* **What you need to do**:
Repeat the listing that follows exactly, please.

┌────────

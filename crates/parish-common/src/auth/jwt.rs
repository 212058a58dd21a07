//! JWT bearer tokens
//!
//! Sessions are established elsewhere (admin password login, volunteer
//! phone verification). This service verifies the resulting tokens and can
//! mint them for operators and tests.

use chrono::{Duration, Utc};
use jsonwebtoken::{decode, encode, DecodingKey, EncodingKey, Header, Validation};
use parish_core::UserId;
use serde::{Deserialize, Serialize};

use crate::error::AppError;

/// JWT claims structure
#[derive(Debug, Clone, Serialize, Deserialize)]
pub struct Claims {
    /// Subject (user ID)
    pub sub: String,
    /// Issued at (Unix timestamp)
    pub iat: i64,
    /// Expiration time (Unix timestamp)
    pub exp: i64,
}

impl Claims {
    /// Get the subject as a user ID
    ///
    /// # Errors
    /// Returns an error if the subject is not a valid user ID
    pub fn user_id(&self) -> Result<UserId, AppError> {
        self.sub.parse().map_err(|_| AppError::InvalidToken)
    }

    /// Check if the token is expired
    #[must_use]
    pub fn is_expired(&self) -> bool {
        Utc::now().timestamp() > self.exp
    }
}

/// JWT service for encoding and decoding tokens
#[derive(Clone)]
pub struct JwtService {
    encoding_key: EncodingKey,
    decoding_key: DecodingKey,
    access_token_expiry: i64,
}

impl JwtService {
    /// Create a new JWT service with the given secret and expiry in seconds
    #[must_use]
    pub fn new(secret: &str, access_token_expiry: i64) -> Self {
        Self {
            encoding_key: EncodingKey::from_secret(secret.as_bytes()),
            decoding_key: DecodingKey::from_secret(secret.as_bytes()),
            access_token_expiry,
        }
    }

    /// Issue an access token for a user
    ///
    /// # Errors
    /// Returns an error if token encoding fails
    pub fn issue_access_token(&self, user_id: UserId) -> Result<String, AppError> {
        let now = Utc::now();
        let claims = Claims {
            sub: user_id.to_string(),
            iat: now.timestamp(),
            exp: (now + Duration::seconds(self.access_token_expiry)).timestamp(),
        };

        encode(&Header::default(), &claims, &self.encoding_key)
            .map_err(|_| AppError::Internal(anyhow::anyhow!("Failed to encode JWT")))
    }

    /// Decode and validate an access token
    ///
    /// # Errors
    /// Returns an error if the token is invalid or expired
    pub fn validate_access_token(&self, token: &str) -> Result<Claims, AppError> {
        let validation = Validation::default();

        let token_data = decode::<Claims>(token, &self.decoding_key, &validation).map_err(|e| {
            match e.kind() {
                jsonwebtoken::errors::ErrorKind::ExpiredSignature => AppError::TokenExpired,
                _ => AppError::InvalidToken,
            }
        })?;

        Ok(token_data.claims)
    }
}

impl std::fmt::Debug for JwtService {
    fn fmt(&self, f: &mut std::fmt::Formatter<'_>) -> std::fmt::Result {
        f.debug_struct("JwtService")
            .field("access_token_expiry", &self.access_token_expiry)
            .finish_non_exhaustive()
    }
}

#[cfg(test)]
mod tests {
    use super::*;

    fn create_test_service() -> JwtService {
        JwtService::new("test-secret-key-that-is-long-enough", 900)
    }

    #[test]
    fn test_issue_and_validate() {
        let service = create_test_service();
        let user_id = UserId::new();

        let token = service.issue_access_token(user_id).unwrap();
        let claims = service.validate_access_token(&token).unwrap();

        assert_eq!(claims.user_id().unwrap(), user_id);
        assert!(!claims.is_expired());
        assert_eq!(claims.exp - claims.iat, 900);
    }

    #[test]
    fn test_invalid_token() {
        let service = create_test_service();

        let result = service.validate_access_token("invalid.token.here");
        assert!(matches!(result, Err(AppError::InvalidToken)));
    }

    #[test]
    fn test_wrong_secret_is_rejected() {
        let token = create_test_service().issue_access_token(UserId::new()).unwrap();
        let other = JwtService::new("another-secret-key-entirely", 900);

        assert!(matches!(
            other.validate_access_token(&token),
            Err(AppError::InvalidToken)
        ));
    }

    #[test]
    fn test_expired_token() {
        let service = JwtService::new("test-secret-key-that-is-long-enough", -3600);
        let token = service.issue_access_token(UserId::new()).unwrap();

        assert!(matches!(
            service.validate_access_token(&token),
            Err(AppError::TokenExpired)
        ));
    }

    #[test]
    fn test_claims_user_id() {
        let claims = Claims {
            sub: "not-a-uuid".to_string(),
            iat: 0,
            exp: i64::MAX,
        };
        assert!(matches!(claims.user_id(), Err(AppError::InvalidToken)));
    }
}
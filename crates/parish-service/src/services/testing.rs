//! Fixtures shared by the service tests

use std::sync::atomic::{AtomicUsize, Ordering};
use std::sync::Arc;

use async_trait::async_trait;
use parish_common::{JwtService, ReminderConfig};
use parish_core::{
    DomainError, PhoneNumber, RepoResult, Role, SmsError, SmsLogEntry, SmsLogRepository,
    SmsSender, User, UserRepository,
};
use parish_db::InMemoryStore;
use parking_lot::Mutex;

use crate::sms::LoggingSmsSender;

use super::context::{ServiceContext, ServiceContextBuilder};

pub fn builder(store: &InMemoryStore) -> ServiceContextBuilder {
    ServiceContextBuilder::new()
        .in_memory(store.clone())
        .jwt_service(Arc::new(JwtService::new("test-secret", 3600)))
        .reminders(ReminderConfig {
            days: vec![1, 7],
            signature: "St. Anne Parish".to_string(),
        })
}

/// Context over a fresh in-memory store with the log-only sender
pub fn context() -> (ServiceContext, InMemoryStore) {
    let store = InMemoryStore::new();
    let ctx = builder(&store)
        .sms_sender(Arc::new(LoggingSmsSender))
        .build()
        .unwrap();
    (ctx, store)
}

pub async fn seed_user(store: &InMemoryStore, name: &str, phone: &str, role: Role) -> User {
    let user = User::new(name.to_string(), PhoneNumber::parse(phone).unwrap(), role);
    UserRepository::create(store, &user).await.unwrap();
    user
}

/// Sender that records every message and rejects numbers it is told to
#[derive(Default)]
pub struct RecordingSmsSender {
    pub sent: Mutex<Vec<(String, String)>>,
    pub reject: Vec<String>,
}

impl RecordingSmsSender {
    pub fn rejecting(phones: &[&str]) -> Self {
        Self {
            sent: Mutex::new(Vec::new()),
            reject: phones
                .iter()
                .map(|p| PhoneNumber::parse(p).unwrap().as_str().to_string())
                .collect(),
        }
    }

    pub fn messages(&self) -> Vec<(String, String)> {
        self.sent.lock().clone()
    }
}

#[async_trait]
impl SmsSender for RecordingSmsSender {
    async fn send(&self, to: &PhoneNumber, body: &str) -> Result<String, SmsError> {
        if self.reject.iter().any(|p| p == to.as_str()) {
            return Err(SmsError::Rejected("unreachable handset".to_string()));
        }
        let mut sent = self.sent.lock();
        sent.push((to.as_str().to_string(), body.to_string()));
        Ok(format!("SM{}", sent.len()))
    }
}

/// SMS log that rejects its first `failures` writes, then defers to the store
pub struct FlakySmsLog {
    store: InMemoryStore,
    failures: AtomicUsize,
}

impl FlakySmsLog {
    pub fn new(store: InMemoryStore, failures: usize) -> Self {
        Self {
            store,
            failures: AtomicUsize::new(failures),
        }
    }
}

#[async_trait]
impl SmsLogRepository for FlakySmsLog {
    async fn create(&self, entry: &SmsLogEntry) -> RepoResult<()> {
        let failing = self
            .failures
            .fetch_update(Ordering::SeqCst, Ordering::SeqCst, |n| n.checked_sub(1))
            .is_ok();
        if failing {
            return Err(DomainError::DatabaseError("log down".to_string()));
        }
        SmsLogRepository::create(&self.store, entry).await
    }

    async fn find_recent(&self, limit: i64) -> RepoResult<Vec<SmsLogEntry>> {
        SmsLogRepository::find_recent(&self.store, limit).await
    }
}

└────────

* **Your solution**:
filename crates/parish-common/src/auth/jwt.rs
repository 212058a58dd21a07
//! JWT bearer tokens
//!
//! Sessions are established elsewhere (admin password login, volunteer
//! phone verification). This service verifies the resulting tokens and can
//! mint them for operators and tests.

use chrono::{Duration, Utc};
use jsonwebtoken::{decode, encode, DecodingKey, EncodingKey, Header, Validation};
use parish_core::UserId;
use serde::{Deserialize, Serialize};

use crate::error::AppError;

/// JWT claims structure
#[derive(Debug, Clone, Serialize, Deserialize)]
pub struct Claims {
    /// Subject (user ID)
    pub sub: String,
    /// Issued at (Unix timestamp)
    pub iat: i64,
    /// Expiration time (Unix timestamp)
    pub exp: i64,
}

impl Claims {
    /// Get the subject as a user ID
    ///
    /// # Errors
    /// Returns an error if the subject is not a valid user ID
    pub fn user_id(&self) -> Result<UserId, AppError> {
        self.sub.parse().map_err(|_| AppError::InvalidToken)
    }

    /// Check if the token is expired
    #[must_use]
    pub fn is_expired(&self) -> bool {
        Utc::now().timestamp() > self.exp
    }
}

/// JWT service for encoding and decoding tokens
#[derive(Clone)]
pub struct JwtService {
    encoding_key: EncodingKey,
    decoding_key: DecodingKey,
    access_token_expiry: i64,
}

impl JwtService {
    /// Create a new JWT service with the given secret and expiry in seconds
    #[must_use]
    pub fn new(secret: &str, access_token_expiry: i64) -> Self {
        Self {
            encoding_key: EncodingKey::from_secret(secret.as_bytes()),
            decoding_key: DecodingKey::from_secret(secret.as_bytes()),
            access_token_expiry,
        }
    }

    /// Issue an access token for a user
    ///
    /// # Errors
    /// Returns an error if token encoding fails
    pub fn issue_access_token(&self, user_id: UserId) -> Result<String, AppError> {
        let now = Utc::now();
        let claims = Claims {
            sub: user_id.to_string(),
            iat: now.timestamp(),
            exp: (now + Duration::seconds(self.access_token_expiry)).timestamp(),
        };

        encode(&Header::default(), &claims, &self.encoding_key)
            .map_err(|_| AppError::Internal(anyhow::anyhow!("Failed to encode JWT")))
    }

    /// Decode and validate an access token
    ///
    /// # Errors
    /// Returns an error if the token is invalid or expired
    pub fn validate_access_token(&self, token: &str) -> Result<Claims, AppError> {
        let validation = Validation::default();

        let token_data = decode::<Claims>(token, &self.decoding_key, &validation).map_err(|e| {
            match e.kind() {
                jsonwebtoken::errors::ErrorKind::ExpiredSignature => AppError::TokenExpired,
                _ => AppError::InvalidToken,
            }
        })?;

        Ok(token_data.claims)
    }
}

impl std::fmt::Debug for JwtService {
    fn fmt(&self, f: &mut std::fmt::Formatter<'_>) -> std::fmt::Result {
        f.debug_struct("JwtService")
            .field("access_token_expiry", &self.access_token_expiry)
            .finish_non_exhaustive()
    }
}

#[cfg(test)]
mod tests {
    use super::*;

    fn create_test_service() -> JwtService {
        JwtService::new("test-secret-key-that-is-long-enough", 900)
    }

    #[test]
    fn test_issue_and_validate() {
        let service = create_test_service();
        let user_id = UserId::new();

        let token = service.issue_access_token(user_id).unwrap();
        let claims = service.validate_access_token(&token).unwrap();

        assert_eq!(claims.user_id().unwrap(), user_id);
        assert!(!claims.is_expired());
        assert_eq!(claims.exp - claims.iat, 900);
    }

    #[test]
    fn test_invalid_token() {
        let service = create_test_service();

        let result = service.validate_access_token("invalid.token.here");
        assert!(matches!(result, Err(AppError::InvalidToken)));
    }

    #[test]
    fn test_wrong_secret_is_rejected() {
        let token = create_test_service().issue_access_token(UserId::new()).unwrap();
        let other = JwtService::new("another-secret-key-entirely", 900);

        assert!(matches!(
            other.validate_access_token(&token),
            Err(AppError::InvalidToken)
        ));
    }

    #[test]
    fn test_expired_token() {
        let service = JwtService::new("test-secret-key-that-is-long-enough", -3600);
        let token = service.issue_access_token(UserId::new()).unwrap();

        assert!(matches!(
            service.validate_access_token(&token),
            Err(AppError::TokenExpired)
        ));
    }

    #[test]
    fn test_claims_user_id() {
        let claims = Claims {
            sub: "not-a-uuid".to_string(),
            iat: 0,
            exp: i64::MAX,
        };
        assert!(matches!(claims.user_id(), Err(AppError::InvalidToken)));
    }
}
filename crates/parish-service/src/services/testing.rs
//! Fixtures shared by the service tests

use std::sync::atomic::{AtomicUsize, Ordering};
use std::sync::Arc;

use async_trait::async_trait;
use parish_common::{JwtService, ReminderConfig};
use parish_core::{
    DomainError, PhoneNumber, RepoResult, Role, SmsError, SmsLogEntry, SmsLogRepository,
    SmsSender, User, UserRepository,
};
use parish_db::InMemoryStore;
use parking_lot::Mutex;

use crate::sms::LoggingSmsSender;

use super::context::{ServiceContext, ServiceContextBuilder};

pub fn builder(store: &InMemoryStore) -> ServiceContextBuilder {
    ServiceContextBuilder::new()
        .in_memory(store.clone())
        .jwt_service(Arc::new(JwtService::new("test-secret", 3600)))
        .reminders(ReminderConfig {
            days: vec![1, 7],
            signature: "St. Anne Parish".to_string(),
        })
}

/// Context over a fresh in-memory store with the log-only sender
pub fn context() -> (ServiceContext, InMemoryStore) {
    let store = InMemoryStore::new();
    let ctx = builder(&store)
        .sms_sender(Arc::new(LoggingSmsSender))
        .build()
        .unwrap();
    (ctx, store)
}

pub async fn seed_user(store: &InMemoryStore, name: &str, phone: &str, role: Role) -> User {
    let user = User::new(name.to_string(), PhoneNumber::parse(phone).unwrap(), role);
    UserRepository::create(store, &user).await.unwrap();
    user
}

/// Sender that records every message and rejects numbers it is told to
#[derive(Default)]
pub struct RecordingSmsSender {
    pub sent: Mutex<Vec<(String, String)>>,
    pub reject: Vec<String>,
}

impl RecordingSmsSender {
    pub fn rejecting(phones: &[&str]) -> Self {
        Self {
            sent: Mutex::new(Vec::new()),
            reject: phones
                .iter()
                .map(|p| PhoneNumber::parse(p).unwrap().as_str().to_string())
                .collect(),
        }
    }

    pub fn messages(&self) -> Vec<(String, String)> {
        self.sent.lock().clone()
    }
}

#[async_trait]
impl SmsSender for RecordingSmsSender {
    async fn send(&self, to: &PhoneNumber, body: &str) -> Result<String, SmsError> {
        if self.reject.iter().any(|p| p == to.as_str()) {
            return Err(SmsError::Rejected("unreachable handset".to_string()));
        }
        let mut sent = self.sent.lock();
        sent.push((to.as_str().to_string(), body.to_string()));
        Ok(format!("SM{}", sent.len()))
    }
}

/// SMS log that rejects its first `failures` writes, then defers to the store
pub struct FlakySmsLog {
    store: InMemoryStore,
    failures: AtomicUsize,
}

impl FlakySmsLog {
    pub fn new(store: InMemoryStore, failures: usize) -> Self {
        Self {
            store,
            failures: AtomicUsize::new(failures),
        }
    }
}

#[async_trait]
impl SmsLogRepository for FlakySmsLog {
    async fn create(&self, entry: &SmsLogEntry) -> RepoResult<()> {
        let failing = self
            .failures
            .fetch_update(Ordering::SeqCst, Ordering::SeqCst, |n| n.checked_sub(1))
            .is_ok();
        if failing {
            return Err(DomainError::DatabaseError("log down".to_string()));
        }
        SmsLogRepository::create(&self.store, entry).await
    }

    async fn find_recent(&self, limit: i64) -> RepoResult<Vec<SmsLogEntry>> {
        SmsLogRepository::find_recent(&self.store, limit).await
    }
}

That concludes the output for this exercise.